Since it was known how long the current process took, the number of staff needed to run the process, and time required it was not difficult to calculate the maximum capacity of the facility using the current process over time.

Meanwhile, the commercial (sales) team had provided a forecast of not only how many potential people could benefit from the treatment, but also how many were likely to be treated.

It was apparent to the team before starting the automation collaboration journey that a facility expansion would be needed to meet demand. The facilities engineering teams had already planned the expansion.  The strategic expansion plans assumed the current process (without an automation platform) was applied, also requiring more people, although some operational efficiencies and economies of scale were anticipated.

Procurement took all of these inputs and information gleaned from working closely with all of the teams (sales, engineering, technical, and finance) to create a picture over a five year period for what the holistic cost would look like utilizing the current and future (automation applied) processes.

Net Present Value (NPV) methodology was applied to unify the effects over time and quantify value.

The NPV combines the result of all of the differential financial models and the “Value of the Innovation” now becomes a rational valuation of the potential collaboration.


Once the math was worked out, the real fun began.  In this case, since the rational value was significantly less than that the price proposed, once procurement shared the result with finance the entire collaboration quickly became jeopardized.  Obviously, this also made the technical team, who were emotionally invested, less than pleased.  The procurement team’s business partnering skills were then on full display (and critically needed). Procurement convinced finance that if they could support spending up to the rational value for the collaboration, procurement would negotiate to this target.  Finance agreed – and the technical team remained a nervous wreck.

Time to Negotiate!

With a solid mandate to negotiate against, procurement engaged the technical team’s external partner.

The negotiation team, led by procurement, used the new rational value of the automation project as a basis to re-anchor the conversation.  The negotiation team was transparent about their financial models and assumptions and explained that the cost of the collaboration would need to be reduced to fall in-line with the new rational value. Without this they could not proceed since the existing process was cheaper than the innovative one.
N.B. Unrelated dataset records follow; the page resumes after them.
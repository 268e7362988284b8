use std::fs::File;
use std::io::{self, BufRead, BufReader, BufWriter, Write};
use std::path::Path;

use thiserror::Error;

use super::record::{Record, RecordError, RecordKind};

#[derive(Error, Debug)]
pub enum DecodeError {
    #[error("{source}, line {line}")]
    Record { line: usize, source: RecordError },
    #[error("bad record, not text, line {line}")]
    NotText { line: usize },
    #[error("Missing end of file record")]
    MissingTerminator,
    #[error("IO error: {0}")]
    Io(#[from] io::Error),
}

impl DecodeError {
    /// The 1-based line number of a malformed record.
    pub fn line(&self) -> Option<usize> {
        match self {
            DecodeError::Record { line, .. } | DecodeError::NotText { line } => Some(*line),
            _ => None,
        }
    }
}

/**
 * Decodes every non-empty line of an IHEX stream.
 *
 * The stream must end with an end-of-file record, which is not returned.
 */
pub fn decode_records<R: BufRead>(reader: R) -> Result<Vec<Record>, DecodeError> {
    let mut records = Vec::new();

    for (index, line) in reader.lines().enumerate() {
        let line = line.map_err(|e| match e.kind() {
            io::ErrorKind::InvalidData => DecodeError::NotText { line: index + 1 },
            _ => DecodeError::Io(e),
        })?;
        if line.trim_end().is_empty() {
            continue;
        }
        let record = Record::decode(&line).map_err(|source| DecodeError::Record {
            line: index + 1,
            source,
        })?;
        records.push(record);
    }

    match records.pop() {
        Some(last) if last.kind() == RecordKind::EndOfFile => Ok(records),
        _ => Err(DecodeError::MissingTerminator),
    }
}

pub fn decode_str(text: &str) -> Result<Vec<Record>, DecodeError> {
    decode_records(text.as_bytes())
}

pub fn read_file<P: AsRef<Path>>(path: P) -> Result<Vec<Record>, DecodeError> {
    let file = File::open(path)?;
    decode_records(BufReader::new(file))
}

/// Writes every record, followed by an end-of-file record.
pub fn encode_records<W: Write>(records: &[Record], mut writer: W) -> io::Result<()> {
    let eof = Record::end_of_file();
    for record in records.iter().chain(std::iter::once(&eof)) {
        writer.write_all(record.encode().as_bytes())?;
    }
    writer.flush()
}

pub fn encode_string(records: &[Record]) -> String {
    let mut text = String::new();
    for record in records {
        text.push_str(&record.encode());
    }
    text.push_str(&Record::end_of_file().encode());
    text
}

pub fn write_file<P: AsRef<Path>>(path: P, records: &[Record]) -> io::Result<()> {
    let file = File::create(path)?;
    encode_records(records, BufWriter::new(file))
}

//----------------------------------------------------------------------------
// Tests
//----------------------------------------------------------------------------
use std::io::{self, Write};

use byteorder::{ByteOrder, LittleEndian};

pub const BLOCK_LEN: usize = 512;
pub const DATA_LEN: usize = 256;
pub const MAGIC_START0: u32 = 0x0A32_4655;
pub const MAGIC_START1: u32 = 0x9E5D_5157;
pub const MAGIC_END: u32 = 0x0AB1_6F30;
pub const FLAG_FAMILY_ID: u32 = 0x0000_2000;
pub const FAMILY_RP2040: u32 = 0xE48B_FF56;

const DATA_START: usize = 0x20;
const PADDING_END: usize = BLOCK_LEN - 4;

/**
 * One UF2 block, carrying up to 256 bytes of flash data.
 */
#[derive(Clone, Copy, Debug, Eq, PartialEq)]
pub struct Uf2Block<'l> {
    pub addr: u32,
    pub index: u32,
    pub count: u32,
    pub family_id: u32,
    pub data: &'l [u8],
}

impl<'l> Uf2Block<'l> {
    pub fn to_bytes(&self) -> [u8; BLOCK_LEN] {
        let mut dst = [0u8; BLOCK_LEN];
        LittleEndian::write_u32(&mut dst[0x000..0x004], MAGIC_START0);
        LittleEndian::write_u32(&mut dst[0x004..0x008], MAGIC_START1);
        LittleEndian::write_u32(&mut dst[0x008..0x00C], FLAG_FAMILY_ID);
        LittleEndian::write_u32(&mut dst[0x00C..0x010], self.addr);
        LittleEndian::write_u32(&mut dst[0x010..0x014], DATA_LEN as u32);
        LittleEndian::write_u32(&mut dst[0x014..0x018], self.index);
        LittleEndian::write_u32(&mut dst[0x018..0x01C], self.count);
        LittleEndian::write_u32(&mut dst[0x01C..DATA_START], self.family_id);
        // short final blocks stay zero padded
        let len = self.data.len().min(DATA_LEN);
        dst[DATA_START..DATA_START + len].copy_from_slice(&self.data[..len]);
        LittleEndian::write_u32(&mut dst[PADDING_END..BLOCK_LEN], MAGIC_END);
        dst
    }
}

pub fn block_count(len: usize) -> usize {
    (len + (DATA_LEN - 1)) / DATA_LEN
}

/// Splits `data` into blocks targeting consecutive 256-byte pages from `addr`.
pub fn blocks(data: &[u8], family_id: u32, addr: u32) -> impl Iterator<Item = Uf2Block<'_>> {
    let count = block_count(data.len()) as u32;
    data.chunks(DATA_LEN).enumerate().map(move |(i, s)| Uf2Block {
        addr: addr.wrapping_add((i * DATA_LEN) as u32),
        index: i as u32,
        count,
        family_id,
        data: s,
    })
}

pub fn encode(data: &[u8], family_id: u32, addr: u32) -> Vec<u8> {
    let mut dst = Vec::with_capacity(block_count(data.len()) * BLOCK_LEN);
    for block in blocks(data, family_id, addr) {
        dst.extend_from_slice(&block.to_bytes());
    }
    dst
}

/// Writes the UF2 encoding of `data`, returning the number of blocks written.
pub fn write_uf2<W: Write>(mut writer: W, data: &[u8], family_id: u32, addr: u32) -> io::Result<usize> {
    writer.write_all(&encode(data, family_id, addr))?;
    writer.flush()?;
    Ok(block_count(data.len()))
}

//----------------------------------------------------------------------------
// Tests
//----------------------------------------------------------------------------

#[cfg(test)]
mod tests {
    use super::*;
    use pretty_assertions::assert_eq;
    use test_case::test_case;

    fn field(block: &[u8], offset: usize) -> u32 {
        LittleEndian::read_u32(&block[offset..offset + 4])
    }

    #[test_case(0, 0)]
    #[test_case(1, 1)]
    #[test_case(255, 1)]
    #[test_case(256, 1)]
    #[test_case(257, 2)]
    #[test_case(512, 2)]
    #[test_case(1000, 4)]
    fn total_blocks_rounds_up(len: usize, expected: usize) {
        let data = vec![0xA5u8; len];
        let out = encode(&data, FAMILY_RP2040, 0x1000_0000);
        assert_eq!(block_count(len), expected);
        assert_eq!(out.len(), expected * BLOCK_LEN);
        for block in out.chunks(BLOCK_LEN) {
            assert_eq!(field(block, 0x18), expected as u32);
        }
    }

    #[test]
    fn block_layout() {
        let data: Vec<u8> = (0..=255).collect();
        let out = encode(&data, FAMILY_RP2040, 0x1000_0000);
        assert_eq!(out.len(), BLOCK_LEN);

        assert_eq!(field(&out, 0x000), 0x0A32_4655);
        assert_eq!(field(&out, 0x004), 0x9E5D_5157);
        assert_eq!(field(&out, 0x008), 0x0000_2000);
        assert_eq!(field(&out, 0x00C), 0x1000_0000);
        assert_eq!(field(&out, 0x010), 256);
        assert_eq!(field(&out, 0x014), 0);
        assert_eq!(field(&out, 0x018), 1);
        assert_eq!(field(&out, 0x01C), 0xE48B_FF56);
        assert_eq!(&out[32..288], data.as_slice());
        assert!(out[288..508].iter().all(|&x| x == 0));
        assert_eq!(field(&out, 0x1FC), 0x0AB1_6F30);
        assert_eq!(&out[0..4], b"UF2\n");
    }

    #[test]
    fn addresses_and_indices_ascend() {
        let data = vec![1u8; 5 * DATA_LEN - 10];
        let out = encode(&data, 0x1234_5678, 0x2000_0000);
        for (i, block) in out.chunks(BLOCK_LEN).enumerate() {
            assert_eq!(field(block, 0x00C), 0x2000_0000 + (i * DATA_LEN) as u32);
            assert_eq!(field(block, 0x014), i as u32);
            assert_eq!(field(block, 0x01C), 0x1234_5678);
        }
    }

    #[test]
    fn last_block_tail_is_zero() {
        let data = vec![0xFFu8; DATA_LEN + 3];
        let out = encode(&data, FAMILY_RP2040, 0);
        let last = &out[BLOCK_LEN..];
        assert_eq!(field(last, 0x010), 256);
        assert_eq!(&last[32..35], &[0xFF; 3]);
        assert!(last[35..PADDING_END].iter().all(|&x| x == 0));
    }

    #[test]
    fn writer_matches_encode() {
        let data = vec![7u8; 600];
        let mut out = Vec::new();
        let count = write_uf2(&mut out, &data, FAMILY_RP2040, 0x1000_0000).unwrap();
        assert_eq!(count, 3);
        assert_eq!(out, encode(&data, FAMILY_RP2040, 0x1000_0000));
    }
}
As with most negotiations and collaborations, there are many elements beyond price that drive each party’s interest in a deal – and this example was no exception.

The final result however, delivered an overall reduction of the deal’s contribution to the process’ variable cost by 70% and restructured in such a way as to reduce the investor’s financial exposure by 75%.  As may have been guessed, both the finance and the technical teams were also happy with the result.


There is a great deal of buzz in the procurement world about delivering value beyond savings as the businesses procurement professionals support require increasingly diverse and creative contributions to create competitive advantage.

In this example, procurement applied influencing and negotiation skills to align two areas of the business who often have a difficult time communicating with one another.

In Summary: procurement can enable cutting edge innovation by acting as a facilitator between an organization’s internal innovators and external partnerships – enabling breakthroughs that otherwise may take much longer to create. 

Perhaps the most powerful consequence was procurement being seen by the technical team, arguably the heart of any company’s innovative engine, as a valuable partner – opening the door to deliver more innovations, next time starting as a trusted partner instead of an outsider. 

Please note: this article does not represent, be it expressed or implied, the views, opinions, policies, strategies, or other, of the Author’s employer.  The Author wrote the article in his private capacity.